ACTION ITEM
Of all the entries below, retype only the lines from the one with "let restored = bracket.release().await;" through the one with "let address = self.paths.build_queue();", exactly as they appear.

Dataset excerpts
○ ○ ○

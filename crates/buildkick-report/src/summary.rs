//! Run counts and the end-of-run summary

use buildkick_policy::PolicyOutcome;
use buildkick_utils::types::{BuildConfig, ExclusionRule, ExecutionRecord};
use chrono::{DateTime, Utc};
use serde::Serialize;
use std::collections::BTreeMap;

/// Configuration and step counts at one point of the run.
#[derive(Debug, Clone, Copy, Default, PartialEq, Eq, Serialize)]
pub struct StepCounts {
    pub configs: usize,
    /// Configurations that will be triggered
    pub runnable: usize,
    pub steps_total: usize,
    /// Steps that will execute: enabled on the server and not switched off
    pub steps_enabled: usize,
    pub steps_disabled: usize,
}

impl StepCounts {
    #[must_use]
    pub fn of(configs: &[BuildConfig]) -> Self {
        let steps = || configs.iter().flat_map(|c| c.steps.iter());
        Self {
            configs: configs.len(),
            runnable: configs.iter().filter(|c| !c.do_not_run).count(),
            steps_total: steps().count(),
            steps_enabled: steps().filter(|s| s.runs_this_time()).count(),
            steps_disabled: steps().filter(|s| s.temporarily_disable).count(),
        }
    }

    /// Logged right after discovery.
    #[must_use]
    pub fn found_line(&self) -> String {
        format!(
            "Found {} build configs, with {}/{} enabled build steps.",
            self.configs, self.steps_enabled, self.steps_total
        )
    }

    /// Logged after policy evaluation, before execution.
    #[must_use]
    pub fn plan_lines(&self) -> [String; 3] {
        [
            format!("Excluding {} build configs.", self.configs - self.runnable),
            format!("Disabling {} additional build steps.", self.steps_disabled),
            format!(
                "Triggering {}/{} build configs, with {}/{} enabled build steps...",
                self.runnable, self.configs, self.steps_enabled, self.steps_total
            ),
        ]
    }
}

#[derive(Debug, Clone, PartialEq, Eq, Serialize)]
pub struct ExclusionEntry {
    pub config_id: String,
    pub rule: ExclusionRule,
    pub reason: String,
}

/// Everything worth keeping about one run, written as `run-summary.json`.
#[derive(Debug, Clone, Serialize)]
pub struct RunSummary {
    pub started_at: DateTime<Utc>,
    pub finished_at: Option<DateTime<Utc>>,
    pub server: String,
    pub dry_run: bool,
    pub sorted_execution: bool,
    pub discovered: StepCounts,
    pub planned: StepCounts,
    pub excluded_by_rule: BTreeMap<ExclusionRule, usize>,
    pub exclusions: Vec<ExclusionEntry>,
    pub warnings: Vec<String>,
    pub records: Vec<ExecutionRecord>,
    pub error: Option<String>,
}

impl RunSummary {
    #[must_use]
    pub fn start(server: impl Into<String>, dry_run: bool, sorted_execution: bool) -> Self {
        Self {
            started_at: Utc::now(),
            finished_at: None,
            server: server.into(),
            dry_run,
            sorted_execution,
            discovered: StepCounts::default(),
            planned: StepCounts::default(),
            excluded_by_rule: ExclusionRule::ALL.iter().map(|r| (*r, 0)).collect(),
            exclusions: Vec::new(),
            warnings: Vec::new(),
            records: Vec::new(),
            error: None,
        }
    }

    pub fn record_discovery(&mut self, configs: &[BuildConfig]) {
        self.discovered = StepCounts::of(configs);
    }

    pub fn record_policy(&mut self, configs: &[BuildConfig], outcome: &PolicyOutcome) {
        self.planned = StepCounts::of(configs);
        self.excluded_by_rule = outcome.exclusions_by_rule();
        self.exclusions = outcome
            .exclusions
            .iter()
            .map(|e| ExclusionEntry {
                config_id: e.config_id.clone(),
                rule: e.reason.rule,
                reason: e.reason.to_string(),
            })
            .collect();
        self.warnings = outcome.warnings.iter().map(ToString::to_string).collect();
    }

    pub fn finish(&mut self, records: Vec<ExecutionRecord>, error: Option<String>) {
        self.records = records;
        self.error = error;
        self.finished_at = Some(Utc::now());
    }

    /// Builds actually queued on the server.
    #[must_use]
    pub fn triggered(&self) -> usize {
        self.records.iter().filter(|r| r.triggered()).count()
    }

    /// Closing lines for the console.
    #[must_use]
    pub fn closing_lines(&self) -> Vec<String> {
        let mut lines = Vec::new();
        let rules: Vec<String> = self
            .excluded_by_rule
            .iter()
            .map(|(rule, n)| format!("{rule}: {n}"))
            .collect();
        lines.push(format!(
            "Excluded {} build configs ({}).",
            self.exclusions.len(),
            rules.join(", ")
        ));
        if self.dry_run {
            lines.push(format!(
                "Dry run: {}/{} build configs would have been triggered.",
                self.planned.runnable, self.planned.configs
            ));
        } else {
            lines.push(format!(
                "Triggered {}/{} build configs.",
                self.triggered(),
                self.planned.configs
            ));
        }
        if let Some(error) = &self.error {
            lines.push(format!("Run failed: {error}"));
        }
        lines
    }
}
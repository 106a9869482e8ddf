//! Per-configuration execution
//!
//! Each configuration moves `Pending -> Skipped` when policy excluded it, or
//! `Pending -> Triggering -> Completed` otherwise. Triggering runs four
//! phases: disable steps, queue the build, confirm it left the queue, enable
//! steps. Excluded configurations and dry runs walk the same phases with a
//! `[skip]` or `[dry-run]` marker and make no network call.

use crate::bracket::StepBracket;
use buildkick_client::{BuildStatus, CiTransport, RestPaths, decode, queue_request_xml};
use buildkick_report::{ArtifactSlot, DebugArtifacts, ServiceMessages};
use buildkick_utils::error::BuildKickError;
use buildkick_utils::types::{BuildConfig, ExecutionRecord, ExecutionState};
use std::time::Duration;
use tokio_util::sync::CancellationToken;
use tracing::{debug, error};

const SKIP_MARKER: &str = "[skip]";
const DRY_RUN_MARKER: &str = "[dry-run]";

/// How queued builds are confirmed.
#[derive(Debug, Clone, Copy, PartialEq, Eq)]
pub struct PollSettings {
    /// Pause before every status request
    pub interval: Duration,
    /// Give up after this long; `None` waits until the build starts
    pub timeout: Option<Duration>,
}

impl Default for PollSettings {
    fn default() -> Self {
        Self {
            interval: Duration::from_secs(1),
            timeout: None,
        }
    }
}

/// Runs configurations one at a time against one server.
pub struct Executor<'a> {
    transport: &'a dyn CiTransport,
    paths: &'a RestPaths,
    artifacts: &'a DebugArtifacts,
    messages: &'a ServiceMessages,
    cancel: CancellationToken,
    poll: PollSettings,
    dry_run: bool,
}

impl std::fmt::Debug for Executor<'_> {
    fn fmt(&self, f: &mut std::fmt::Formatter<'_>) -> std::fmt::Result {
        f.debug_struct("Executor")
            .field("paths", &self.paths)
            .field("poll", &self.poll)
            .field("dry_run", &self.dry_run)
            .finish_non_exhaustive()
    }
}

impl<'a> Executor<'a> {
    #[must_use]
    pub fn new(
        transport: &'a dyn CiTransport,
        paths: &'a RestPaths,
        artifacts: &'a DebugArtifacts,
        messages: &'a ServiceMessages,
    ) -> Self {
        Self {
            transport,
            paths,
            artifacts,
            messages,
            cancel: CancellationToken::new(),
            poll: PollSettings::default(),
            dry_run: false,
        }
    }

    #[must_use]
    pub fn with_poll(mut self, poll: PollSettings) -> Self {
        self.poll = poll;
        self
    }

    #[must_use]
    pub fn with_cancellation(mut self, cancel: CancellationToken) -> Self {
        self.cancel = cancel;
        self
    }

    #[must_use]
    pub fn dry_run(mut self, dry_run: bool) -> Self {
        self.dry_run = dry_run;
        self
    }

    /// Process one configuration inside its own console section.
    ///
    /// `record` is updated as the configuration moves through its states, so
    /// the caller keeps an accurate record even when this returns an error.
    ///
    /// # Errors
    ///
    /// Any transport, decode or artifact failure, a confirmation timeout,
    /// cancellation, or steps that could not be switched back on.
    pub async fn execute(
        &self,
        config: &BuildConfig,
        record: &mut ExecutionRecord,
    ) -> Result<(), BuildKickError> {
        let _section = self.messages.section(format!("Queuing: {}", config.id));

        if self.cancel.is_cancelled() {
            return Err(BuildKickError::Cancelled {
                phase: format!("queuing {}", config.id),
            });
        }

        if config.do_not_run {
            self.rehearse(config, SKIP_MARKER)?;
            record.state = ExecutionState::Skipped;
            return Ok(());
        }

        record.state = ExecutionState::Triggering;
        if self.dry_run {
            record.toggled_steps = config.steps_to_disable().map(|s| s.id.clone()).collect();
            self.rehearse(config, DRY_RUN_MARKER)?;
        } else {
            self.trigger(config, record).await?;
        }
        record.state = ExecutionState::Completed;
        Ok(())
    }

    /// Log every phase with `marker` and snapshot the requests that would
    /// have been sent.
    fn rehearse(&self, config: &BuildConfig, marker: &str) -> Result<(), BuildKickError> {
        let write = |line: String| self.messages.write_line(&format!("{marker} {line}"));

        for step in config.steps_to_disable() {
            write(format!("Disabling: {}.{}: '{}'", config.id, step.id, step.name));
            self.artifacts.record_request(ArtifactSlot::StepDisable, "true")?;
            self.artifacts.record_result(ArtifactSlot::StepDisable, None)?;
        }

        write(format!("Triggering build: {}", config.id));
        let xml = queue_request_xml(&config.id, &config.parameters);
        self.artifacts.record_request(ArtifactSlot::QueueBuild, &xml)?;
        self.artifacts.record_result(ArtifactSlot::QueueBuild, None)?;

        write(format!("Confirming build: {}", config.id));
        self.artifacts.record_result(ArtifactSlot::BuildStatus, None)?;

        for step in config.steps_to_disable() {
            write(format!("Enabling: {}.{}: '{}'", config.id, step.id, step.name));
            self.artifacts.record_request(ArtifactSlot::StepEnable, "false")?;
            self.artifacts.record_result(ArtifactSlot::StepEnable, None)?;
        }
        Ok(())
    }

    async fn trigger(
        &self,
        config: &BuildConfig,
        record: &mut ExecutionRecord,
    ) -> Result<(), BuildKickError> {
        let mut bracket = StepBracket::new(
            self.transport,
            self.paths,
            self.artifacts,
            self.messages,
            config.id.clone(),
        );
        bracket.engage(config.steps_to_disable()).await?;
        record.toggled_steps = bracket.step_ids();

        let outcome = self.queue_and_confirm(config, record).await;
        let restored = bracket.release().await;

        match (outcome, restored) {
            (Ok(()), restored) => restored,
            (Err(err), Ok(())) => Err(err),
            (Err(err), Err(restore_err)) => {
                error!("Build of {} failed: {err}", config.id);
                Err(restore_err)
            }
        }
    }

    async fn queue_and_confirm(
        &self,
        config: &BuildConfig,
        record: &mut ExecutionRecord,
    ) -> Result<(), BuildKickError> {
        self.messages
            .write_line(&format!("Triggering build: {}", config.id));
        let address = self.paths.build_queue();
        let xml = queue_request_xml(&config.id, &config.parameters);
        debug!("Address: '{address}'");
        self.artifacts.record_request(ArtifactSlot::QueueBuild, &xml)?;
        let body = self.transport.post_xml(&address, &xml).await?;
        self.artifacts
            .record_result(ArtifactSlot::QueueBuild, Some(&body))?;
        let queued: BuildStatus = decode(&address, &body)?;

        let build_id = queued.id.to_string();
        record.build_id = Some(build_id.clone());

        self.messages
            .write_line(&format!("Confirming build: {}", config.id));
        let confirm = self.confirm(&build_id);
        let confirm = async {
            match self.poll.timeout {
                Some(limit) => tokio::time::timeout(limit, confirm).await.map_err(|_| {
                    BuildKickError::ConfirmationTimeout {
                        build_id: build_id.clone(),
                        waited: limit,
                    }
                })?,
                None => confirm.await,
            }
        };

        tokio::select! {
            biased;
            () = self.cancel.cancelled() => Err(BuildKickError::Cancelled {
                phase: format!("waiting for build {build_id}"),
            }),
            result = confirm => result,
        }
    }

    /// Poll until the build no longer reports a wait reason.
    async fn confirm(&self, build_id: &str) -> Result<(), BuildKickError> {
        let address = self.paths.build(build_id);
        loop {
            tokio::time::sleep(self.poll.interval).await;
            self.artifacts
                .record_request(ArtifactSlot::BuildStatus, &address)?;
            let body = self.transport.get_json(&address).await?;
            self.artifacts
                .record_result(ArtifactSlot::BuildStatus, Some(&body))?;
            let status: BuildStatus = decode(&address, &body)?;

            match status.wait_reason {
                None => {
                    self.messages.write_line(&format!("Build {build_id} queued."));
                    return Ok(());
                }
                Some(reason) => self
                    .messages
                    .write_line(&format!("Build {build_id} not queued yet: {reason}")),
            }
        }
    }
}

○ ○ ○

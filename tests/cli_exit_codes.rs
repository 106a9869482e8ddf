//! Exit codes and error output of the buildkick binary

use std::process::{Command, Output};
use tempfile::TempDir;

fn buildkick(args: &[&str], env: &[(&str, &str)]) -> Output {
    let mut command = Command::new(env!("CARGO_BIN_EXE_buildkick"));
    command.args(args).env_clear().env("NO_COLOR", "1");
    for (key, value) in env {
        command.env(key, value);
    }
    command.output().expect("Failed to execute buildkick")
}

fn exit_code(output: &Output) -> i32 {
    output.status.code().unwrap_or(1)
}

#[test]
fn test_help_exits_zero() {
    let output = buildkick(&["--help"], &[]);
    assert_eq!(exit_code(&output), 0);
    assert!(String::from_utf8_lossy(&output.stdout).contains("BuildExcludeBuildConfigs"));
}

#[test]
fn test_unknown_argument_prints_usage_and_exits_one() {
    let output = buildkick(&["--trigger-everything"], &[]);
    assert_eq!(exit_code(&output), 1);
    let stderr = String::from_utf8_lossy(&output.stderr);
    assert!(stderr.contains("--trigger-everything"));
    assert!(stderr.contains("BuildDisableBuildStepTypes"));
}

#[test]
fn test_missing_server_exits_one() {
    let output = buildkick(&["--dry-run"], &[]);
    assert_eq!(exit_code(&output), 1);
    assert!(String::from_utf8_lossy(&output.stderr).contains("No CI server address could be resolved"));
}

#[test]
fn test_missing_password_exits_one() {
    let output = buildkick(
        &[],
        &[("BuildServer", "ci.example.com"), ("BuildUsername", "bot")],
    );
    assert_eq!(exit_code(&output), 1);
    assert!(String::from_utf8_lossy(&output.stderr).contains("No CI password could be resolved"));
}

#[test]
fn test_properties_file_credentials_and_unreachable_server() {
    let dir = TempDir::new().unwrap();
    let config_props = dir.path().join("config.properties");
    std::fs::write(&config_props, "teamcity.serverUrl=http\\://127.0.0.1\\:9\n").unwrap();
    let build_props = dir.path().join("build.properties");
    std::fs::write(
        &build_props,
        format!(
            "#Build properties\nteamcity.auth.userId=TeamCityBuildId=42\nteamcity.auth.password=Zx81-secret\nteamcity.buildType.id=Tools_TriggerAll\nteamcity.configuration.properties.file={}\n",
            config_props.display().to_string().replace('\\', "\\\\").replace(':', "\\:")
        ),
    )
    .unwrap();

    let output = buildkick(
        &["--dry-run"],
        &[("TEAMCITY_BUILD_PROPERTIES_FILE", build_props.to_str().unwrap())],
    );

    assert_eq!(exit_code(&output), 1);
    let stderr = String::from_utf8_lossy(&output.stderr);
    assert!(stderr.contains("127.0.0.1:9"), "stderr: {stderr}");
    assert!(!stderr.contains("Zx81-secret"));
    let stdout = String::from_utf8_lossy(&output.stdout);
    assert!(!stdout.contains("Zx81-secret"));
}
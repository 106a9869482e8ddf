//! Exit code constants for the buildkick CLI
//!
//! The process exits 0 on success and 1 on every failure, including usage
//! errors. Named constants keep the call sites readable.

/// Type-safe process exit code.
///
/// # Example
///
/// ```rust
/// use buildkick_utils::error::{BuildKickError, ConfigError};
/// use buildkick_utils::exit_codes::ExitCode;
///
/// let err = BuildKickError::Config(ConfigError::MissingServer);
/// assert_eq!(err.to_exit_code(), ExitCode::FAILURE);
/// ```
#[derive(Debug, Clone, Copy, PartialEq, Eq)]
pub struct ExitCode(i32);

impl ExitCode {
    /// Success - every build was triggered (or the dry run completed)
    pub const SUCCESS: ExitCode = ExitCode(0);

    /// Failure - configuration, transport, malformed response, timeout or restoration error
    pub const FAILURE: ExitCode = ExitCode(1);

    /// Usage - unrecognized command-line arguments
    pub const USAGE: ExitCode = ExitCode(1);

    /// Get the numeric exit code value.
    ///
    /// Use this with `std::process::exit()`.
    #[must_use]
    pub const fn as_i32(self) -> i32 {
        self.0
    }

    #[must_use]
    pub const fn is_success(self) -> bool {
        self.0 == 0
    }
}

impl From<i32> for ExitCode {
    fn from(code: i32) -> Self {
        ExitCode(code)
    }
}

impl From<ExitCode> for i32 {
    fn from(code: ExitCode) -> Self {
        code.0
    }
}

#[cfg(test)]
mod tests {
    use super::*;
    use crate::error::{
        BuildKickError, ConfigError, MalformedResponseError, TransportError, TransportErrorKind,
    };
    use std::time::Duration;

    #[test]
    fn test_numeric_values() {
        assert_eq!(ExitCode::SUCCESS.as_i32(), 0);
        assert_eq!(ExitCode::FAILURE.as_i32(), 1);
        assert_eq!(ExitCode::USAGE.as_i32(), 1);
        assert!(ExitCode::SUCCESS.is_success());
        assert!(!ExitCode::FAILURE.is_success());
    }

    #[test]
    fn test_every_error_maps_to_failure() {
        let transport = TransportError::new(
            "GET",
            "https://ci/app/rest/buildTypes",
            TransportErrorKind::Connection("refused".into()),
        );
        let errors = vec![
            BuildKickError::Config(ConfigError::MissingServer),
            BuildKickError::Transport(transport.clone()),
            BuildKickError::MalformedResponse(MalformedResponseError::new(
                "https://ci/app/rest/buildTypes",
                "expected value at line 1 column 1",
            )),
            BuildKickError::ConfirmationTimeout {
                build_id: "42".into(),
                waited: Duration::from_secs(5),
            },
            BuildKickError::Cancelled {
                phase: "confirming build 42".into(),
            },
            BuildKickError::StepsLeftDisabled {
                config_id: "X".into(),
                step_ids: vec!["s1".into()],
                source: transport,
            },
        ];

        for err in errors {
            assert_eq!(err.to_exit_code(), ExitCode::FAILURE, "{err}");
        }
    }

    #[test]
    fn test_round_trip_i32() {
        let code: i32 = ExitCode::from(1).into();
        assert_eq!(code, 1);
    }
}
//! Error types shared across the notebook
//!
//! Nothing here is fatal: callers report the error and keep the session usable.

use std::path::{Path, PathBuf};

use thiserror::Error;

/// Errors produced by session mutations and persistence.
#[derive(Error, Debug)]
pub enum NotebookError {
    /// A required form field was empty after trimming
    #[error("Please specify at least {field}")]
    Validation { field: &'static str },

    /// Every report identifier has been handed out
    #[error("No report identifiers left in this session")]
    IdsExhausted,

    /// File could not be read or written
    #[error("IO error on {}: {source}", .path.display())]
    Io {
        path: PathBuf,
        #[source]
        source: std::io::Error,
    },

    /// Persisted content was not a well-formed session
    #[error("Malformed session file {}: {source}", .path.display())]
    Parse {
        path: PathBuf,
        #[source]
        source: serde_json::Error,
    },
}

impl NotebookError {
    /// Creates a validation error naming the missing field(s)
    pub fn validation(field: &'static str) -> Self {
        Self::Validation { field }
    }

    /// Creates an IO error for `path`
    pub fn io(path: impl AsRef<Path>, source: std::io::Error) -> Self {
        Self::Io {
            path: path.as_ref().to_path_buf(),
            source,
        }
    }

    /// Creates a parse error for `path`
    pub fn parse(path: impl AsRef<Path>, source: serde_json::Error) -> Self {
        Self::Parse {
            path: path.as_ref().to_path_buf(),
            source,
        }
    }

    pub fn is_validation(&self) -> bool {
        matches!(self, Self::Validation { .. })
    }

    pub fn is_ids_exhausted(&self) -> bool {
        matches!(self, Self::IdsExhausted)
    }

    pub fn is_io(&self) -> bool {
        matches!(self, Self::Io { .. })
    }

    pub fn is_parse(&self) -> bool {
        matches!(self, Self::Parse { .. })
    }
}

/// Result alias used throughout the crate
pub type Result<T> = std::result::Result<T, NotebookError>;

○ ○ ○

RESPONSE TO THE TASK
        let restored = bracket.release().await;

        match (outcome, restored) {
            (Ok(()), restored) => restored,
            (Err(err), Ok(())) => Err(err),
            (Err(err), Err(restore_err)) => {
                error!("Build of {} failed: {err}", config.id);
                Err(restore_err)
            }
        }
    }

    async fn queue_and_confirm(
        &self,
        config: &BuildConfig,
        record: &mut ExecutionRecord,
    ) -> Result<(), BuildKickError> {
        self.messages
            .write_line(&format!("Triggering build: {}", config.id));
        let address = self.paths.build_queue();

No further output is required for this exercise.